- Records for processing -
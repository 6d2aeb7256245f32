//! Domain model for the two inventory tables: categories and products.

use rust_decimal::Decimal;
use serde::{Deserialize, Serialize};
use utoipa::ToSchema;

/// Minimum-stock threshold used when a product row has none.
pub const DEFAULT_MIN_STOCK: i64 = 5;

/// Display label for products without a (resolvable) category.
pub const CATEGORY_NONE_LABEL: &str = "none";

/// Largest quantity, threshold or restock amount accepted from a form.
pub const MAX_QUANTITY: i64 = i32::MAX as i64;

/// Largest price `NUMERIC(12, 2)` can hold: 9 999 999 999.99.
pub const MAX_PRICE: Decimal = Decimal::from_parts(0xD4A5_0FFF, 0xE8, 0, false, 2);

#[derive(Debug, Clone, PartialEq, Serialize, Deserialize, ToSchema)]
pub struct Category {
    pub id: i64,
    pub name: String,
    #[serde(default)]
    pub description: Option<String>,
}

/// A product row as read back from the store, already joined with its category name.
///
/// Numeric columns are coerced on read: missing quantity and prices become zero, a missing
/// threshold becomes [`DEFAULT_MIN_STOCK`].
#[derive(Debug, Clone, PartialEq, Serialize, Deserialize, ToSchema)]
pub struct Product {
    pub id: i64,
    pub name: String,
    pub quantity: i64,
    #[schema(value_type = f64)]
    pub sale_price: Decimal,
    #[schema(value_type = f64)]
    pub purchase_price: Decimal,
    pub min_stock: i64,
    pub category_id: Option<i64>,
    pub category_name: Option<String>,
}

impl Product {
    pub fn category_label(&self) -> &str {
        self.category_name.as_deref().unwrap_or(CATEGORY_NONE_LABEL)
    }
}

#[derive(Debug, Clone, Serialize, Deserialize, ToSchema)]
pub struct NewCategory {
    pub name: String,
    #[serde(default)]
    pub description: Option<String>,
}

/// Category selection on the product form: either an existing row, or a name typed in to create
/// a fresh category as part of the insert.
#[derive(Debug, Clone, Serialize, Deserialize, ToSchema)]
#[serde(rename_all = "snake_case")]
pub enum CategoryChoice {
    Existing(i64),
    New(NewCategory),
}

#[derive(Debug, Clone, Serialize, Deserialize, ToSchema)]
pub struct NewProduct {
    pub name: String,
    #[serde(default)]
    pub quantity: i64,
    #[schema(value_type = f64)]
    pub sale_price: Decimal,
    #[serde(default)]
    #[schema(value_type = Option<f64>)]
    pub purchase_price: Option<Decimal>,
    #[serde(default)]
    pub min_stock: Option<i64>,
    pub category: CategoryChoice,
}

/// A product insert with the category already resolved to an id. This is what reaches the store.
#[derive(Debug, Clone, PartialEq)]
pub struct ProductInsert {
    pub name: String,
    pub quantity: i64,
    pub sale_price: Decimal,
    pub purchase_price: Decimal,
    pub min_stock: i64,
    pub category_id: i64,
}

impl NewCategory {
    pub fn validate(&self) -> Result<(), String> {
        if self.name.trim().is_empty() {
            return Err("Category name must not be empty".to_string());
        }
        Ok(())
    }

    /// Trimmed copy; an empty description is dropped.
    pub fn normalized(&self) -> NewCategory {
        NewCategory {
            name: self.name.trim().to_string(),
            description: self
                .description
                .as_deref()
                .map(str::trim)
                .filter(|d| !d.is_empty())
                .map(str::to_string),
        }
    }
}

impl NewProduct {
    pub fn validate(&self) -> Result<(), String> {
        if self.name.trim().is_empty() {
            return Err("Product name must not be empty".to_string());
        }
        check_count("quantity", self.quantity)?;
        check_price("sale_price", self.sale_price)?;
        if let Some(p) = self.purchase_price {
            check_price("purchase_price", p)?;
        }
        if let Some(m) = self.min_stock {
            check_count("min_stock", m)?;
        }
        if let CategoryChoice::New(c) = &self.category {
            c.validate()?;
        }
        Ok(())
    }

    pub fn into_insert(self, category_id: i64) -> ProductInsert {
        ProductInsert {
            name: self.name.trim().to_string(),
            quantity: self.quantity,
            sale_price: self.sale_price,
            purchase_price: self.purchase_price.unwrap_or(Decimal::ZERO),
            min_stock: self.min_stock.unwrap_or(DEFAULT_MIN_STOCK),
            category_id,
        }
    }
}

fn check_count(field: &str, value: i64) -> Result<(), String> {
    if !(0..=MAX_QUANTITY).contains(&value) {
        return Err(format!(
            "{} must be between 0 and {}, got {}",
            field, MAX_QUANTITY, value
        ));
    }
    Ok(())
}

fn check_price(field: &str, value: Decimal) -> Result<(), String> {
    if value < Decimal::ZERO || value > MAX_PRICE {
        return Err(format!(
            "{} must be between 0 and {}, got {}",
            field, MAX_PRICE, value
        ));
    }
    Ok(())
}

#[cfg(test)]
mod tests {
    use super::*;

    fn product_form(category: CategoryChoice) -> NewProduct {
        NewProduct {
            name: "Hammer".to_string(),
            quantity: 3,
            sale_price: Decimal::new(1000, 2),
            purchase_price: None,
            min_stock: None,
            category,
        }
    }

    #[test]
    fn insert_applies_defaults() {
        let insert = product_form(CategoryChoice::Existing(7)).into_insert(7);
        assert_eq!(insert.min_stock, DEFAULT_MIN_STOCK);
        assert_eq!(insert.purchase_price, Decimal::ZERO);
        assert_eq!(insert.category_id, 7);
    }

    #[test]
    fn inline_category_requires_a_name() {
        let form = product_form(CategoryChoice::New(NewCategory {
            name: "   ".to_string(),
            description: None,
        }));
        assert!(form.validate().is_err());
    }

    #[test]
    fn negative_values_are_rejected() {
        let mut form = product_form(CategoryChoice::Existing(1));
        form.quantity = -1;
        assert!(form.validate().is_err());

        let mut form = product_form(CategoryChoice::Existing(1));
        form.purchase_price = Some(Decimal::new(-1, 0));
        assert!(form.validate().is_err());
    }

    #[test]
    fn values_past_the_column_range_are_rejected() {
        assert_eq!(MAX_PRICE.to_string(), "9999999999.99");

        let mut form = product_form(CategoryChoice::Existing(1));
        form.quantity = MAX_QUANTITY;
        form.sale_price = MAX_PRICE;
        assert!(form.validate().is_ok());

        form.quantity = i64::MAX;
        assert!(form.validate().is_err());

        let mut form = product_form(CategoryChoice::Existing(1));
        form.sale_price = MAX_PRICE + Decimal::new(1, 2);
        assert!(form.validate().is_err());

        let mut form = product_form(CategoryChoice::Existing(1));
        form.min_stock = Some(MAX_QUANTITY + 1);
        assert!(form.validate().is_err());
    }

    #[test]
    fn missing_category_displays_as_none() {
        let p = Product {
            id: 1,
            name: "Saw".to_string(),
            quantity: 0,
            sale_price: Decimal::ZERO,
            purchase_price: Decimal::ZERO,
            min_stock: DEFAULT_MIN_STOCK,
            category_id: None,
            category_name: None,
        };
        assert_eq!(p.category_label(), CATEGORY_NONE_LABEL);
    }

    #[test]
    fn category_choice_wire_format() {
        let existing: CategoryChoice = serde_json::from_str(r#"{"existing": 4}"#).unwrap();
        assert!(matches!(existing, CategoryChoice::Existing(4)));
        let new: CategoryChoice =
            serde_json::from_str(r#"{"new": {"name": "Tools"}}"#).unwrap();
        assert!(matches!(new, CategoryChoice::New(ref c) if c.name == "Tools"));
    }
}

...

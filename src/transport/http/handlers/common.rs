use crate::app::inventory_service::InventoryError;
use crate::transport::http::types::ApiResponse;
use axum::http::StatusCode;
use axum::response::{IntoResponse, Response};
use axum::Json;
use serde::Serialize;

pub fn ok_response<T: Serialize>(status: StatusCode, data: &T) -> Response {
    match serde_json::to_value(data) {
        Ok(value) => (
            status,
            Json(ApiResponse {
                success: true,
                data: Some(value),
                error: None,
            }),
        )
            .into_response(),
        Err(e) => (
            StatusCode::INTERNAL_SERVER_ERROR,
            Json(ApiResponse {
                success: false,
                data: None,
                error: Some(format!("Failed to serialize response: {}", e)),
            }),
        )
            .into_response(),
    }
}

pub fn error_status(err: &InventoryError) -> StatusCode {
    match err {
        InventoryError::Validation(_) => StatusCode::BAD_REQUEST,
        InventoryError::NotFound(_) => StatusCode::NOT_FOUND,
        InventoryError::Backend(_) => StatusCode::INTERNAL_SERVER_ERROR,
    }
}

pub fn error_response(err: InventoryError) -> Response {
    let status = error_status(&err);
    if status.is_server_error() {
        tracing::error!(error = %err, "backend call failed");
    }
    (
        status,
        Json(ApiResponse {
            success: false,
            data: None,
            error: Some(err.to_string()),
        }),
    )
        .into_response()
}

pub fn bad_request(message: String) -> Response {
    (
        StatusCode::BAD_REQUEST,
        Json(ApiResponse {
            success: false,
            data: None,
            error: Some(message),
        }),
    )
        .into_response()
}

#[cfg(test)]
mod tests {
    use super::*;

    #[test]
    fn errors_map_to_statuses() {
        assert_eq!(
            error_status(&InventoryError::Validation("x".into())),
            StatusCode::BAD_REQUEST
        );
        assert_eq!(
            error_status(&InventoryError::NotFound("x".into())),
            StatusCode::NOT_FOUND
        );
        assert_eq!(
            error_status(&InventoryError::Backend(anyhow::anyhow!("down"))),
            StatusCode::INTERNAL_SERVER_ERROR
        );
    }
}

- Task goal -
Go through the material and select each line with the string "struct" in it.

- Exercise result -
pub struct Category {
pub struct Product {
pub struct NewCategory {
pub struct NewProduct {
pub struct ProductInsert {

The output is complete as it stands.